**Your goal**
Please go line by line through the material and copy each one containing the word "AutoApplyRecord".

--

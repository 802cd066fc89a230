//! Axum JSON surface for alert management, candidate settings and on-demand scans.

mod errors;

use std::sync::Arc;

use axum::{
    extract::{Path, State},
    http::StatusCode,
    response::IntoResponse,
    routing::{get, post, put},
    Json, Router,
};
use radar_core::{AlertDraft, AutoApplyRecord, CandidateRadarProfile, Match, Notification, RadarAlert};
use radar_engine::{
    AlertScanResult, CandidateScanResult, RadarEngine, RunState, RunSummary, TickOutcome,
};
use serde::{Deserialize, Serialize};
use tokio::net::TcpListener;
use tracing::info;
use uuid::Uuid;

pub use errors::AppError;

pub const CRATE_NAME: &str = "radar-web";

#[derive(Clone)]
pub struct AppState {
    pub engine: RadarEngine,
}

impl AppState {
    pub fn new(engine: RadarEngine) -> Self {
        Self { engine }
    }
}

type Shared = State<Arc<AppState>>;

#[derive(Debug, Deserialize)]
pub struct ToggleRequest {
    pub is_active: bool,
}

#[derive(Debug, Deserialize)]
pub struct OptInRequest {
    pub enabled: bool,
}

#[derive(Debug, Serialize)]
pub struct DeleteResponse {
    pub deleted: bool,
    pub removed_matches: u64,
}

#[derive(Debug, Serialize)]
pub struct SchedulerStatus {
    pub state: RunState,
    pub last_run: Option<RunSummary>,
}

pub fn app(state: AppState) -> Router {
    Router::new()
        .route("/health", get(health_handler))
        .route(
            "/v1/recruiters/{recruiter_id}/alerts",
            get(list_alerts_handler).post(create_alert_handler),
        )
        .route(
            "/v1/recruiters/{recruiter_id}/alerts/{alert_id}",
            get(get_alert_handler)
                .put(update_alert_handler)
                .delete(delete_alert_handler),
        )
        .route(
            "/v1/recruiters/{recruiter_id}/alerts/{alert_id}/toggle",
            post(toggle_alert_handler),
        )
        .route(
            "/v1/recruiters/{recruiter_id}/alerts/{alert_id}/matches",
            get(list_matches_handler),
        )
        .route(
            "/v1/recruiters/{recruiter_id}/alerts/{alert_id}/scan",
            post(scan_alert_handler),
        )
        .route(
            "/v1/recruiters/{recruiter_id}/alerts/{alert_id}/matches/{candidate_id}/refresh",
            post(refresh_match_handler),
        )
        .route(
            "/v1/candidates/{candidate_id}/talent-radar",
            put(talent_radar_opt_in_handler),
        )
        .route(
            "/v1/candidates/{candidate_id}/auto-apply",
            put(auto_apply_opt_in_handler),
        )
        .route(
            "/v1/candidates/{candidate_id}/auto-apply/history",
            get(auto_apply_history_handler),
        )
        .route(
            "/v1/candidates/{candidate_id}/auto-apply/scan",
            post(scan_candidate_handler),
        )
        .route("/v1/notifications/{recipient_id}", get(notifications_handler))
        .route("/v1/scheduler", get(scheduler_status_handler))
        .route("/v1/scheduler/run", post(scheduler_run_handler))
        .with_state(Arc::new(state))
}

/// Serves until the engine's shutdown signal fires.
pub async fn serve(engine: RadarEngine, port: u16) -> anyhow::Result<()> {
    let shutdown = engine.shutdown.clone();
    let listener = TcpListener::bind(("0.0.0.0", port)).await?;
    info!(port, "radar web listening");
    axum::serve(listener, app(AppState::new(engine)))
        .with_graceful_shutdown(async move { shutdown.triggered().await })
        .await?;
    Ok(())
}

async fn health_handler() -> Json<serde_json::Value> {
    Json(serde_json::json!({ "status": "ok" }))
}

async fn list_alerts_handler(
    State(state): Shared,
    Path(recruiter_id): Path<Uuid>,
) -> Result<Json<Vec<RadarAlert>>, AppError> {
    Ok(Json(state.engine.registry.list(recruiter_id).await?))
}

async fn create_alert_handler(
    State(state): Shared,
    Path(recruiter_id): Path<Uuid>,
    Json(draft): Json<AlertDraft>,
) -> Result<impl IntoResponse, AppError> {
    let alert = state.engine.registry.create(recruiter_id, draft).await?;
    Ok((StatusCode::CREATED, Json(alert)))
}

async fn get_alert_handler(
    State(state): Shared,
    Path((recruiter_id, alert_id)): Path<(Uuid, Uuid)>,
) -> Result<Json<RadarAlert>, AppError> {
    Ok(Json(state.engine.registry.get(recruiter_id, alert_id).await?))
}

async fn update_alert_handler(
    State(state): Shared,
    Path((recruiter_id, alert_id)): Path<(Uuid, Uuid)>,
    Json(draft): Json<AlertDraft>,
) -> Result<Json<RadarAlert>, AppError> {
    Ok(Json(state.engine.registry.update(recruiter_id, alert_id, draft).await?))
}

async fn delete_alert_handler(
    State(state): Shared,
    Path((recruiter_id, alert_id)): Path<(Uuid, Uuid)>,
) -> Result<Json<DeleteResponse>, AppError> {
    let removed_matches = state.engine.registry.delete(recruiter_id, alert_id).await?;
    Ok(Json(DeleteResponse {
        deleted: true,
        removed_matches,
    }))
}

async fn toggle_alert_handler(
    State(state): Shared,
    Path((recruiter_id, alert_id)): Path<(Uuid, Uuid)>,
    Json(body): Json<ToggleRequest>,
) -> Result<Json<RadarAlert>, AppError> {
    Ok(Json(
        state
            .engine
            .registry
            .toggle(recruiter_id, alert_id, body.is_active)
            .await?,
    ))
}

async fn list_matches_handler(
    State(state): Shared,
    Path((recruiter_id, alert_id)): Path<(Uuid, Uuid)>,
) -> Result<Json<Vec<Match>>, AppError> {
    Ok(Json(state.engine.registry.matches(recruiter_id, alert_id).await?))
}

async fn scan_alert_handler(
    State(state): Shared,
    Path((recruiter_id, alert_id)): Path<(Uuid, Uuid)>,
) -> Result<Json<AlertScanResult>, AppError> {
    let alert = state.engine.registry.get(recruiter_id, alert_id).await?;
    Ok(Json(state.engine.matcher.scan_alert(&alert).await?))
}

async fn refresh_match_handler(
    State(state): Shared,
    Path((recruiter_id, alert_id, candidate_id)): Path<(Uuid, Uuid, Uuid)>,
) -> Result<Json<Match>, AppError> {
    state.engine.registry.get(recruiter_id, alert_id).await?;
    state
        .engine
        .matcher
        .refresh_match(alert_id, candidate_id)
        .await?
        .map(Json)
        .ok_or_else(|| AppError::NotFound(format!("match for candidate {candidate_id}")))
}

async fn talent_radar_opt_in_handler(
    State(state): Shared,
    Path(candidate_id): Path<Uuid>,
    Json(body): Json<OptInRequest>,
) -> Result<Json<CandidateRadarProfile>, AppError> {
    Ok(Json(
        state
            .engine
            .settings
            .set_talent_radar_opt_in(candidate_id, body.enabled)
            .await?,
    ))
}

async fn auto_apply_opt_in_handler(
    State(state): Shared,
    Path(candidate_id): Path<Uuid>,
    Json(body): Json<OptInRequest>,
) -> Result<Json<CandidateRadarProfile>, AppError> {
    Ok(Json(
        state
            .engine
            .settings
            .set_auto_apply_opt_in(candidate_id, body.enabled)
            .await?,
    ))
}

async fn auto_apply_history_handler(
    State(state): Shared,
    Path(candidate_id): Path<Uuid>,
) -> Result<Json<Vec<AutoApplyRecord>>, AppError> {
    Ok(Json(state.engine.settings.auto_apply_history(candidate_id).await?))
}

async fn scan_candidate_handler(
    State(state): Shared,
    Path(candidate_id): Path<Uuid>,
) -> Result<Json<CandidateScanResult>, AppError> {
    let candidate = state
        .engine
        .pool
        .get(candidate_id)
        .await?
        .ok_or_else(|| AppError::NotFound(format!("candidate {candidate_id}")))?;
    Ok(Json(state.engine.auto_apply.scan_candidate(&candidate).await?))
}

async fn notifications_handler(
    State(state): Shared,
    Path(recipient_id): Path<Uuid>,
) -> Result<Json<Vec<Notification>>, AppError> {
    Ok(Json(state.engine.notifier.inbox(recipient_id).await?))
}

async fn scheduler_status_handler(State(state): Shared) -> Json<SchedulerStatus> {
    let scheduler = &state.engine.scheduler;
    Json(SchedulerStatus {
        state: scheduler.state().await,
        last_run: scheduler.last_run().await,
    })
}

async fn scheduler_run_handler(State(state): Shared) -> Result<Json<RunSummary>, AppError> {
    match state.engine.scheduler.tick().await {
        TickOutcome::Ran(summary) => Ok(Json(summary)),
        TickOutcome::Skipped => Err(AppError::Conflict("a scan run is already in progress".to_string())),
    }
}
//! Selection state derived from stored answers.
//!
//! Nothing here is cached: widgets recompute highlighting from the canonical
//! response on every render, so a restored draft shows exactly what was saved.

use formfill_types::{Field, ResponseValue, matrix_key};

/// Index of the option whose label equals the stored single-choice answer.
pub fn selected_option_index(field: &Field, value: Option<&ResponseValue>) -> Option<usize> {
    let ResponseValue::Text(text) = value? else {
        return None;
    };
    let wanted = text.trim();
    field
        .options
        .iter()
        .position(|option| option.option_text.trim() == wanted)
}

/// Indices of every option present in a stored multi-select answer.
pub fn selected_option_indices(field: &Field, value: Option<&ResponseValue>) -> Vec<usize> {
    let Some(ResponseValue::Selections(selected)) = value else {
        return Vec::new();
    };
    field
        .options
        .iter()
        .enumerate()
        .filter(|(_, option)| selected.iter().any(|label| label.trim() == option.option_text.trim()))
        .map(|(index, _)| index)
        .collect()
}

/// Selected column index for each matrix row, in row order.
pub fn matrix_selection(field: &Field, value: Option<&ResponseValue>) -> Vec<Option<usize>> {
    let cells = match value {
        Some(ResponseValue::Matrix(cells)) => Some(cells),
        _ => None,
    };
    field
        .rows
        .iter()
        .map(|row| {
            let column = cells?.get(&matrix_key(row))?;
            field
                .columns
                .iter()
                .position(|candidate| matrix_key(candidate) == *column)
        })
        .collect()
}

/// Current ranking: stored order first, then any options not yet ranked.
///
/// Stored labels that no longer match an option are dropped.
pub fn ranking_order(field: &Field, value: Option<&ResponseValue>) -> Vec<String> {
    let labels: Vec<&str> = field.options.iter().map(|option| option.option_text.as_str()).collect();
    let mut order: Vec<String> = match value {
        Some(ResponseValue::Selections(stored)) => stored
            .iter()
            .filter(|label| labels.contains(&label.as_str()))
            .cloned()
            .collect(),
        _ => Vec::new(),
    };
    for label in labels {
        if !order.iter().any(|ranked| ranked == label) {
            order.push(label.to_string());
        }
    }
    order
}

pub fn flag_value(value: Option<&ResponseValue>) -> bool {
    matches!(value, Some(ResponseValue::Flag(true)))
}

/// Text shown in an input; numbers are rendered in their JSON form.
pub fn text_value(value: Option<&ResponseValue>) -> String {
    match value {
        Some(ResponseValue::Text(text)) => text.clone(),
        Some(ResponseValue::Number(number)) => number.to_string(),
        Some(ResponseValue::Flag(flag)) => flag.to_string(),
        _ => String::new(),
    }
}

pub fn number_value(value: Option<&ResponseValue>) -> Option<f64> {
    match value? {
        ResponseValue::Number(number) => number.as_f64(),
        ResponseValue::Text(text) => text.trim().parse().ok(),
        _ => None,
    }
}
//! Path helpers for user-supplied locations such as `--draft-path` and
//! attachment paths in answer files.

use std::path::PathBuf;

use dirs_next::home_dir;

/// Resolve a user-entered path, replacing a leading `~` with the home directory.
///
/// Surrounding whitespace is ignored. Both `~/` and `~\` separators are
/// accepted. If the home directory cannot be determined the `~` is kept.
pub fn expand_tilde(path: &str) -> PathBuf {
    let path = path.trim();
    let home = || home_dir().unwrap_or_else(|| PathBuf::from("~"));
    match path.strip_prefix('~') {
        Some("") => home(),
        Some(rest) if rest.starts_with(['/', '\\']) => home().join(&rest[1..]),
        _ => PathBuf::from(path),
    }
}

#[cfg(test)]
mod tests {
    use super::*;

    #[test]
    fn leaves_plain_paths_alone() {
        assert_eq!(expand_tilde(" /tmp/drafts.json "), PathBuf::from("/tmp/drafts.json"));
    }

    #[test]
    fn expands_home_prefix() {
        if let Some(home) = home_dir() {
            assert_eq!(expand_tilde("~/formfill/drafts.json"), home.join("formfill/drafts.json"));
            assert_eq!(expand_tilde("~"), home);
        }
    }

    #[test]
    fn other_users_homes_are_not_expanded() {
        assert_eq!(expand_tilde("~ada/cv.pdf"), PathBuf::from("~ada/cv.pdf"));
    }
}
use std::path::PathBuf;
use std::sync::Arc;

use anyhow::{Context, Result};
use clap::{Parser, Subcommand};
use formfill_api::{ClientConfig, FormsClient};
use formfill_engine::{FormSession, NavOutcome, TracingNotifier};
use formfill_types::FieldId;
use formfill_util::{DRAFT_KEY_PREFIX, DraftStore, JsonDraftStore, form_draft_prefix};
use serde_json::json;
use tracing::warn;

mod answers;

/// Fill in published forms from the terminal.
#[derive(Parser, Debug)]
#[command(name = "formfill", version, about)]
struct Cli {
    /// Base URL of the form service (overrides FORMFILL_API_BASE)
    #[arg(long, global = true)]
    api_base: Option<String>,

    /// Draft file location (overrides FORMFILL_DRAFT_PATH)
    #[arg(long, global = true)]
    draft_path: Option<PathBuf>,

    #[command(subcommand)]
    command: Commands,
}

#[derive(Subcommand, Debug)]
enum Commands {
    /// Print the widgets of one page as JSON
    Render {
        #[arg(long)]
        form: String,
        /// Page id, `start` or `end`; defaults to the first page
        #[arg(long)]
        page: Option<String>,
    },
    /// Apply an answer file page by page and optionally submit
    Fill {
        #[arg(long)]
        form: String,
        /// JSON object of field id to interaction(s)
        #[arg(long)]
        answers: PathBuf,
        #[arg(long)]
        submit: bool,
    },
    /// Inspect or remove saved drafts
    Drafts {
        #[command(subcommand)]
        action: DraftCommands,
    },
}

#[derive(Subcommand, Debug)]
enum DraftCommands {
    /// List saved drafts
    List,
    /// Remove saved drafts, for one form or all of them
    Clear {
        #[arg(long)]
        form: Option<String>,
    },
}

#[tokio::main]
async fn main() -> Result<()> {
    init_tracing();
    let Cli {
        api_base,
        draft_path,
        command,
    } = Cli::parse();

    let drafts = Arc::new(JsonDraftStore::new(draft_path).context("open draft store")?);
    match command {
        Commands::Render { form, page } => {
            let client = client(api_base)?;
            let session = FormSession::load(&client, &form, page.as_deref(), drafts, Arc::new(TracingNotifier)).await?;
            print_page(&session)
        }
        Commands::Fill { form, answers, submit } => {
            let client = client(api_base)?;
            let mut session = FormSession::load(&client, &form, None, drafts, Arc::new(TracingNotifier)).await?;
            fill(&mut session, &answers)?;
            if submit {
                let outcome = session.submit(&client).await?;
                println!(
                    "{}",
                    serde_json::to_string_pretty(&json!({
                        "submitted": outcome.receipt.ok,
                        "purged_drafts": outcome.purged_drafts,
                    }))?
                );
                Ok(())
            } else {
                print_page(&session)
            }
        }
        Commands::Drafts { action } => run_drafts(drafts.as_ref(), action),
    }
}

fn init_tracing() {
    let filter = std::env::var("RUST_LOG").unwrap_or_else(|_| "info".into());
    let _ = tracing_subscriber::fmt()
        .with_env_filter(filter)
        .with_writer(std::io::stderr)
        .try_init();
}

fn client(api_base: Option<String>) -> Result<FormsClient> {
    let mut config = ClientConfig::from_env()?;
    if let Some(base) = api_base {
        config = config.with_base_url(base);
    }
    FormsClient::new(&config)
}

/// Apply answers for the fields of each page, advancing until the last page.
fn fill(session: &mut FormSession, answers_path: &std::path::Path) -> Result<()> {
    let mut answers = answers::load_answers(answers_path)?;

    loop {
        let page_fields: Vec<FieldId> = session.current_fields().iter().map(|field| field.id.clone()).collect();
        for field_id in page_fields {
            let Some(answer) = answers.shift_remove(field_id.as_str()) else {
                continue;
            };
            for interaction in answer.into_interactions()? {
                session
                    .apply(&field_id, interaction)
                    .with_context(|| format!("answer for field {field_id}"))?;
            }
        }

        match session.next()? {
            NavOutcome::Advanced(_) => continue,
            _ => break,
        }
    }

    for field_id in answers.keys() {
        warn!(%field_id, "answer does not match any field on the form's pages");
    }
    Ok(())
}

fn print_page(session: &FormSession) -> Result<()> {
    let output = json!({
        "form_id": session.form_id(),
        "title": session.form().title,
        "styling": session.form().styling,
        "position": session.position(),
        "fields": session.render_current_page(),
    });
    println!("{}", serde_json::to_string_pretty(&output)?);
    Ok(())
}

fn run_drafts(drafts: &dyn DraftStore, action: DraftCommands) -> Result<()> {
    match action {
        DraftCommands::List => {
            for (key, draft) in drafts.entries()? {
                println!("{key}\t{}\t{} bytes", draft.updated_at.to_rfc3339(), draft.value.len());
            }
        }
        DraftCommands::Clear { form } => {
            let prefix = form
                .as_deref()
                .map(form_draft_prefix)
                .unwrap_or_else(|| DRAFT_KEY_PREFIX.to_string());
            let removed = drafts.remove_prefix(&prefix)?;
            println!("Removed {removed} draft(s)");
        }
    }
    Ok(())
}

--

**Task response**
use radar_core::{AlertDraft, AutoApplyRecord, CandidateRadarProfile, Match, Notification, RadarAlert};
) -> Result<Json<Vec<AutoApplyRecord>>, AppError> {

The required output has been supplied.